▶ [DATA TO EXAMINE]
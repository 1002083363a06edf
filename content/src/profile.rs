//! Site owner profile: hero copy, about-page sections, contact details.

use crate::model::{ContactChannel, Experience, Faq, Profile, Skill, SocialLink, Stat, TechGroup};

pub(crate) static PROFILE: Profile = Profile {
    name: "Priyav",
    role: "Full Stack Developer & Creative Problem Solver",
    tagline: "I craft digital experiences that blend beautiful design with powerful functionality. Passionate about creating solutions that make a difference in people's lives.",
    availability: "Available for new projects",
    intro: "I'm a passionate developer with a love for creating digital experiences that matter. With expertise in both frontend and backend technologies, I bring ideas to life.",
    email: "priyav@example.com",
    phone: "+1 (555) 123-4567",
    location: "San Francisco, CA",
    resume_href: "/resume.pdf",
    socials: &[
        SocialLink { label: "GitHub", href: "https://github.com" },
        SocialLink { label: "LinkedIn", href: "https://linkedin.com" },
        SocialLink { label: "Twitter", href: "https://twitter.com" },
        SocialLink { label: "Email", href: "mailto:priyav@example.com" },
    ],
    stats: &[
        Stat { label: "Projects Completed", value: "50+" },
        Stat { label: "Cups of Coffee", value: "1000+" },
        Stat { label: "Happy Clients", value: "30+" },
        Stat { label: "Lines of Code", value: "100K+" },
    ],
    skills: &[
        Skill {
            title: "Development",
            description: "Full-stack development with modern technologies like React, Next.js, Node.js, and Python.",
            accent: "blue",
        },
        Skill {
            title: "Design",
            description: "Creating beautiful, user-centered designs with attention to detail and accessibility.",
            accent: "purple",
        },
        Skill {
            title: "Performance",
            description: "Building fast, optimized applications that provide excellent user experiences.",
            accent: "orange",
        },
        Skill {
            title: "Collaboration",
            description: "Working effectively in teams and communicating complex ideas clearly.",
            accent: "green",
        },
    ],
    journey: &[
        "Started as a curious student exploring the world of programming, I've evolved into a full-stack developer with a passion for creating meaningful digital experiences. My journey has been driven by continuous learning and a desire to solve real-world problems.",
        "Over the years, I've had the privilege of working with amazing teams and clients, building everything from small business websites to large-scale enterprise applications. Each project has taught me something new and helped me grow as both a developer and a problem solver.",
        "When I'm not coding, you'll find me exploring new technologies, contributing to open-source projects, or sharing knowledge through my blog. I believe in the power of technology to make a positive impact on people's lives.",
    ],
    tech_groups: &[
        TechGroup { category: "Frontend", techs: &["React", "Next.js", "TypeScript", "Tailwind CSS", "Vue.js", "Svelte"] },
        TechGroup { category: "Backend", techs: &["Node.js", "Python", "PostgreSQL", "MongoDB", "Redis", "GraphQL"] },
        TechGroup { category: "Tools & Cloud", techs: &["AWS", "Docker", "Git", "Vercel", "Figma", "VS Code"] },
    ],
    experience: &[
        Experience {
            title: "Senior Full Stack Developer",
            company: "Tech Solutions Inc.",
            period: "2022 - Present",
            description: "Leading development of scalable web applications using React, Node.js, and cloud technologies.",
            achievements: &["Led team of 5 developers", "Increased performance by 40%", "Delivered 15+ projects"],
        },
        Experience {
            title: "Frontend Developer",
            company: "Digital Agency Co.",
            period: "2020 - 2022",
            description: "Developed responsive web applications and collaborated with design teams to create engaging user experiences.",
            achievements: &["Built 20+ responsive websites", "Improved user engagement by 60%", "Mentored junior developers"],
        },
        Experience {
            title: "Junior Developer",
            company: "StartupXYZ",
            period: "2019 - 2020",
            description: "Built and maintained web applications while learning modern development practices and technologies.",
            achievements: &["Contributed to 10+ projects", "Learned 5+ new technologies", "Received 'Rising Star' award"],
        },
    ],
    contact_channels: &[
        ContactChannel { title: "Email", value: "priyav@example.com", description: "Send me an email anytime" },
        ContactChannel { title: "Phone", value: "+1 (555) 123-4567", description: "Call me during business hours" },
        ContactChannel { title: "Location", value: "San Francisco, CA", description: "Available for local meetings" },
        ContactChannel { title: "Response Time", value: "Within 24 hours", description: "I'll get back to you quickly" },
    ],
    services: &[
        "Full-stack web application development",
        "Frontend development with React/Next.js",
        "Backend API development",
        "Code reviews and consulting",
        "Technical mentoring",
    ],
    faqs: &[
        Faq {
            question: "How quickly do you respond?",
            answer: "I typically respond to emails within 24 hours, often much sooner.",
        },
        Faq {
            question: "Do you work on weekends?",
            answer: "While I prefer to keep weekends free, I'm flexible for urgent projects or different time zones.",
        },
        Faq {
            question: "What's your availability?",
            answer: "I'm currently available for new projects. Let's discuss your timeline and requirements.",
        },
    ],
};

▶ [INSTRUCTIONS TO FOLLOW] Reading the records above, count the lines that include "journey" and say only how many.

▶ [TASK ANSWER] 2